**** RECORDS SUPPLIED

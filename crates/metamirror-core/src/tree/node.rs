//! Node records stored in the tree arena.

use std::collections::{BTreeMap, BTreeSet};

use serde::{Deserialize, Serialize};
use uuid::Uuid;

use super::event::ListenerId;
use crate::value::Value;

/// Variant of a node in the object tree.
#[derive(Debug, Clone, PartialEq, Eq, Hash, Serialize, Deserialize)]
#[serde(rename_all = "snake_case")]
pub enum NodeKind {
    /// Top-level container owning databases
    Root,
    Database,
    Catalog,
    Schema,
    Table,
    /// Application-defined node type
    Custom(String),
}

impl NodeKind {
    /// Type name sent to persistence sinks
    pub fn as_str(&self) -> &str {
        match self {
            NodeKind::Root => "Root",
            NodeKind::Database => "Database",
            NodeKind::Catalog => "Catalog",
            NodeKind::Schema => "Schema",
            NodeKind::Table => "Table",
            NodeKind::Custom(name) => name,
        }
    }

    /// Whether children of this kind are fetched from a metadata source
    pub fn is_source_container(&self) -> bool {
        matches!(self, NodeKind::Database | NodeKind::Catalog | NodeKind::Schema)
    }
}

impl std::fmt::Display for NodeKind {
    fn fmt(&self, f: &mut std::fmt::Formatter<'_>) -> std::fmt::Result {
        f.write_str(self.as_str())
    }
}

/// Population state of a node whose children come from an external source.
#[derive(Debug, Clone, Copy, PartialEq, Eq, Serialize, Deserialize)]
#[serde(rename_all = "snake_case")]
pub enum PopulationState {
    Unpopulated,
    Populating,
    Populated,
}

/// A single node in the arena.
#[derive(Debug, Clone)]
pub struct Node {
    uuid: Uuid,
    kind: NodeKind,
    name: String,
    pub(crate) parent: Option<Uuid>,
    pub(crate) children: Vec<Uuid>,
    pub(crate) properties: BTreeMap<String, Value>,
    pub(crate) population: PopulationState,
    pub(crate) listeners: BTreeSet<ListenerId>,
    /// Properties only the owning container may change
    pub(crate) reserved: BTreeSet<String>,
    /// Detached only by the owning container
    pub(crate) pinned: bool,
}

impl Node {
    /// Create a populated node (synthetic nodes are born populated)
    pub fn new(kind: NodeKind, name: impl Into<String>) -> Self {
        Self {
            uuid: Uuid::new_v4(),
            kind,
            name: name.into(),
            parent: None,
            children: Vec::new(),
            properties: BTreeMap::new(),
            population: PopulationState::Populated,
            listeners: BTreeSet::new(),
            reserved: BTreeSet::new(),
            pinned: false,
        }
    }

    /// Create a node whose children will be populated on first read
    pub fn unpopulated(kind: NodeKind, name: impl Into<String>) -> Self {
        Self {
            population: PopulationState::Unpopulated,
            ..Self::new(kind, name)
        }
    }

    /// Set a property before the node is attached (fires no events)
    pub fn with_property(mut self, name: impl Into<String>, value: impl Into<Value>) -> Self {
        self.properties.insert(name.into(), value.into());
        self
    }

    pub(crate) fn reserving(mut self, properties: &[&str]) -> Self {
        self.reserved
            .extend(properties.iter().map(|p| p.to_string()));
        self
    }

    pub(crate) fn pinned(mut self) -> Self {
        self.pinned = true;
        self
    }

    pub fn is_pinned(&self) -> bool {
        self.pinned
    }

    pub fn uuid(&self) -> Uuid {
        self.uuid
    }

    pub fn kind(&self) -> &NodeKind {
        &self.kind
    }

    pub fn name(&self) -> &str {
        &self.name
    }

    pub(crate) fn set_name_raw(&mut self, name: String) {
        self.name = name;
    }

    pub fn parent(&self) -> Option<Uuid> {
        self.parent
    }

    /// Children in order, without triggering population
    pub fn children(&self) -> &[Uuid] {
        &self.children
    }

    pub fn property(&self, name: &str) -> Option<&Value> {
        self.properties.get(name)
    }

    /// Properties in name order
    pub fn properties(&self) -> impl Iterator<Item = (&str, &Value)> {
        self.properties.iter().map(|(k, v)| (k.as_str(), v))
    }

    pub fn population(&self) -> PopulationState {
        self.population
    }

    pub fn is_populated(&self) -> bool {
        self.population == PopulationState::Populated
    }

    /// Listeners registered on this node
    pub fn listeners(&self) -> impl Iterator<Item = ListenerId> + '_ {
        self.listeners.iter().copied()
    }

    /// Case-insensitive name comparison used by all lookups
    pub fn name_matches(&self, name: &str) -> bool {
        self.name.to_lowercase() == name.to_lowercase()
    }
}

********
**** RECORDS SUPPLIED

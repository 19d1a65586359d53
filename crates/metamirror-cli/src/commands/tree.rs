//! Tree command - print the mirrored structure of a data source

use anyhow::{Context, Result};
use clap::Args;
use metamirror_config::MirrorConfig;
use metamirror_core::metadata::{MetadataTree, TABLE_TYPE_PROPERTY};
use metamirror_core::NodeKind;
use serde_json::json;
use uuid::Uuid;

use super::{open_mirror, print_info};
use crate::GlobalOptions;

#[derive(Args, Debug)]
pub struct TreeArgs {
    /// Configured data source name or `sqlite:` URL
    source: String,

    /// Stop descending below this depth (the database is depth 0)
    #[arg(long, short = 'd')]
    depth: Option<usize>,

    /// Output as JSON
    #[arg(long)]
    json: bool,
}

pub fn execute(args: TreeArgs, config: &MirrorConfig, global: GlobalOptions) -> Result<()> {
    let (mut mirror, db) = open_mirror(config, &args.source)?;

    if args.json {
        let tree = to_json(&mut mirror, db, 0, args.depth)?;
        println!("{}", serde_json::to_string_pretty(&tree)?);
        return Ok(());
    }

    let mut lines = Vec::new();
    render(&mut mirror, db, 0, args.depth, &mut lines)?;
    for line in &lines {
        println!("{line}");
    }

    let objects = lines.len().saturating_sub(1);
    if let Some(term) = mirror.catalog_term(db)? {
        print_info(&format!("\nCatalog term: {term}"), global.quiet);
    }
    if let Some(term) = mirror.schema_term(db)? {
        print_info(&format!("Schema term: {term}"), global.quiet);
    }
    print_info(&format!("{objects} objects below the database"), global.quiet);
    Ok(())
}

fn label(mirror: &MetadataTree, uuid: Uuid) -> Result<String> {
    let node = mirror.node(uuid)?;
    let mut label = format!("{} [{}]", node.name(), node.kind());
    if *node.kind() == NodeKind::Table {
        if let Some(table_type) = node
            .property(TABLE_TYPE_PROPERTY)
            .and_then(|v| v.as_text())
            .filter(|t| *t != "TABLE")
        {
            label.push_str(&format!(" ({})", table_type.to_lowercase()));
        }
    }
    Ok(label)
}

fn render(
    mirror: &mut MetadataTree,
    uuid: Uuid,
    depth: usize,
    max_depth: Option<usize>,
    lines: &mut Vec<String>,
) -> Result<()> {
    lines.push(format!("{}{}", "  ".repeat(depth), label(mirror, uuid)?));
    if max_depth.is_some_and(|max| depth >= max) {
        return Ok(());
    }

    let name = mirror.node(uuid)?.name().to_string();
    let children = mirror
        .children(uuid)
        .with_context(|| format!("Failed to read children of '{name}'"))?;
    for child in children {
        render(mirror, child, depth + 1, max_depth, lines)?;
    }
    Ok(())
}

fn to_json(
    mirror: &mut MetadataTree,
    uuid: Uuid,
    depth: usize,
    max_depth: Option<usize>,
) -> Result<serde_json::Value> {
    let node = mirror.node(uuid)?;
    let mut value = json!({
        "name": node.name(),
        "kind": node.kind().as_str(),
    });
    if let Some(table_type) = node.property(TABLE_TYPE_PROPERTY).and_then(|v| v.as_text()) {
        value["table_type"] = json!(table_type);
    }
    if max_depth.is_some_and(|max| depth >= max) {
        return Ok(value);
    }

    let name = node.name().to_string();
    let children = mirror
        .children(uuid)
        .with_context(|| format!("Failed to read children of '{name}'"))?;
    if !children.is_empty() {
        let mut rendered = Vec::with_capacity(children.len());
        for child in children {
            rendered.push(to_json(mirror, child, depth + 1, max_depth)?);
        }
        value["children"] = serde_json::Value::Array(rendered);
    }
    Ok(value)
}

********

TRY IT:
Copy the lines above exactly, beginning at the line that has "use crate::value::Value;" and stopping after the line that has "by the owning container", and omit the rest.

ANSWER TO THE PROBLEM:
use crate::value::Value;

/// Variant of a node in the object tree.
#[derive(Debug, Clone, PartialEq, Eq, Hash, Serialize, Deserialize)]
#[serde(rename_all = "snake_case")]
pub enum NodeKind {
    /// Top-level container owning databases
    Root,
    Database,
    Catalog,
    Schema,
    Table,
    /// Application-defined node type
    Custom(String),
}

impl NodeKind {
    /// Type name sent to persistence sinks
    pub fn as_str(&self) -> &str {
        match self {
            NodeKind::Root => "Root",
            NodeKind::Database => "Database",
            NodeKind::Catalog => "Catalog",
            NodeKind::Schema => "Schema",
            NodeKind::Table => "Table",
            NodeKind::Custom(name) => name,
        }
    }

    /// Whether children of this kind are fetched from a metadata source
    pub fn is_source_container(&self) -> bool {
        matches!(self, NodeKind::Database | NodeKind::Catalog | NodeKind::Schema)
    }
}

impl std::fmt::Display for NodeKind {
    fn fmt(&self, f: &mut std::fmt::Formatter<'_>) -> std::fmt::Result {
        f.write_str(self.as_str())
    }
}

/// Population state of a node whose children come from an external source.
#[derive(Debug, Clone, Copy, PartialEq, Eq, Serialize, Deserialize)]
#[serde(rename_all = "snake_case")]
pub enum PopulationState {
    Unpopulated,
    Populating,
    Populated,
}

/// A single node in the arena.
#[derive(Debug, Clone)]
pub struct Node {
    uuid: Uuid,
    kind: NodeKind,
    name: String,
    pub(crate) parent: Option<Uuid>,
    pub(crate) children: Vec<Uuid>,
    pub(crate) properties: BTreeMap<String, Value>,
    pub(crate) population: PopulationState,
    pub(crate) listeners: BTreeSet<ListenerId>,
    /// Properties only the owning container may change
    pub(crate) reserved: BTreeSet<String>,
    /// Detached only by the owning container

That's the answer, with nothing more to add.